Medio centenar de hombres
«Ningún cuerpo puede mucho cuando un coctel de hipnóticos y ansiolíticos lo conduce a la sumisión química. El espíritu, en cambio, no es tan fácil de domeñar»
Es una de las escenas más portentosas de la literatura universal. Periandro está contando una historia a sus compañeros de expedición cuando de repente se queda sin palabras. Un navío se dirige hacia el suyo a gran velocidad. A medida que se acerca, se van perfilando las siluetas de medio centenar de hombres, que cuelgan ahorcados de las jarcias del barco.
Periandro y los suyos abordan el navío, que no es exactamente un barco fantasma. La cubierta está llena de sangre y los cadáveres aún están calientes; en las mesas todavía hay comida y vasos de vino. Aparece en popa una tal Sulpicia, y tras ella una docena de mujeres puestas en escuadrón.
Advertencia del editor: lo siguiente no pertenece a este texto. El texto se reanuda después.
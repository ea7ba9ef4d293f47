pub mod conversation;
pub mod friend;
pub mod message;
pub mod user;

pub use conversation::{ConversationDetails, ConversationSummary, ConversationType};
pub use friend::{FriendStatus, FriendUser, PendingFriend};
pub use message::Message;
pub use user::User;

/// Clamped limit/offset pair handed to storage queries.
#[derive(Debug, Clone, Copy, PartialEq, Eq)]
pub struct Page {
    pub limit: i64,
    pub offset: i64,
}

impl Page {
    /// Out-of-range limits fall back to `default`; negative offsets become 0.
    pub fn clamp(limit: Option<i64>, offset: Option<i64>, max: i64, default: i64) -> Self {
        let limit = match limit {
            Some(l) if l > 0 && l <= max => l,
            _ => default,
        };
        let offset = offset.unwrap_or(0).max(0);
        Self { limit, offset }
    }
}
Sulpicia les informa de que los marineros, después de una gran borrachera, asesinaron al capitán, que era su marido, y luego trataron de violar a las mujeres, pero estas se defendieron, confiriéndoles el castigo ejemplar que solía reservarse a los piratas.
La escena del barco con las siluetas de los ahorcados, incluida en el segundo libro de Los trabajos de Persiles y Sigismunda, me obsesionó durante años. Tardé en descubrir que Cervantes se había inspirado en Heliodoro, un novelista de la Grecia antigua cuya obra había sido recuperada en pleno Siglo de Oro. Su novela Etiópicas, escrita en el siglo IV, se iniciaba con una escena muy similar: unos bandidos se aproximan a una nave varada a orillas del Nilo y advierten con estupor de que toda la tripulación yace exánime. Los manjares se mezclan con la sangre y entre los cadáveres se alza una bella joven con un arco y un carcaj al hombro…
Este verano me ha dado por releer el Persiles, gran obra de madurez de Cervantes y uno de mis libros favoritos. No me ha interesado tanto la escena del barco como lo que sucede a continuación. Temerosa ante las intenciones de Periandro y sus hombres, Sulpicia les ofrece joyas. Pero estos no solo no las aceptan, sino que le ofrecen su protección.
Probablemente, Sulpicia espera violencia y abuso, y por eso recibe a Periandro con cautela, pero este despliega las virtudes del héroe cervantino: abnegación piadosa, impasibilidad, autodominio… Una suerte de estoicismo cristiano que los críticos literarios, tomando el rábano por las hojas, suelen confundir con una suerte de apologismo postridentino, pasando por alto la irónica ambivalencia del autor hacia el tema religioso.
Sulpicia ofrece a Periandro un collar de oro con piedras engastadas, pero este, sin llegar a desairarla, se lo devuelve. Andando el tiempo, ella recordará el gesto: «Este fue el que no despreció mis tesoros, sino el que no los quiso». No hace falta abonar la tesis, recientemente reavivada por una divulgadora, según la cual los hombres somos «violadores en potencia» para sorprenderse ante la virtud de los soldados de Periandro. Uno de ellos, pescador de profesión, se jacta de haber alcanzado «la gloria de haber vencido nuestros naturales apetitos».
Viene esto a cuento del ominoso affaire Mazan, cuyos detalles sigue escandalizando a la sociedad francesa. Como a tantos, me ha conmovido la fortaleza de carácter de Giselle Pelicot durante el proceso contra el medio centenar de hombres acusados de violarla durante años.
«Giselle Pelicot nos recuerda a la heroína cervantina Sulpicia por su afán de reparar el daño»
Spinoza decía que nadie sabe lo que puede un cuerpo. Lo cierto es que ningún cuerpo puede mucho cuando un coctel de hipnóticos y ansiolíticos lo conduce a la sumisión química. El espíritu, en cambio, no es tan fácil de adormecer y mucho menos de domeñar. Nadie sabe lo que puede un espíritu.
Espíritu es, desde su origen griego, aliento, y así se vertió al latín y al resto de dialectos del latín que los actuales romanos seguimos hablando. Ni los vídeos ni las fotografías lograron desalentar a Pelicot, aun cuando su cuerpo había sido violentado infinidad de veces.
Cincuenta son los acusados en el Caso Mazan, como cincuenta eran los violadores del navío de Sulpicia. Si Pelicot nos recuerda a la heroína cervantina es por su afán de reparar el daño y no, lógicamente, por la forma de hacer justicia. Uno se pregunta, sin embargo, si a quien comete tan repugnante vileza no cabría guardarle un buen sitio entre las crucetas del mástil.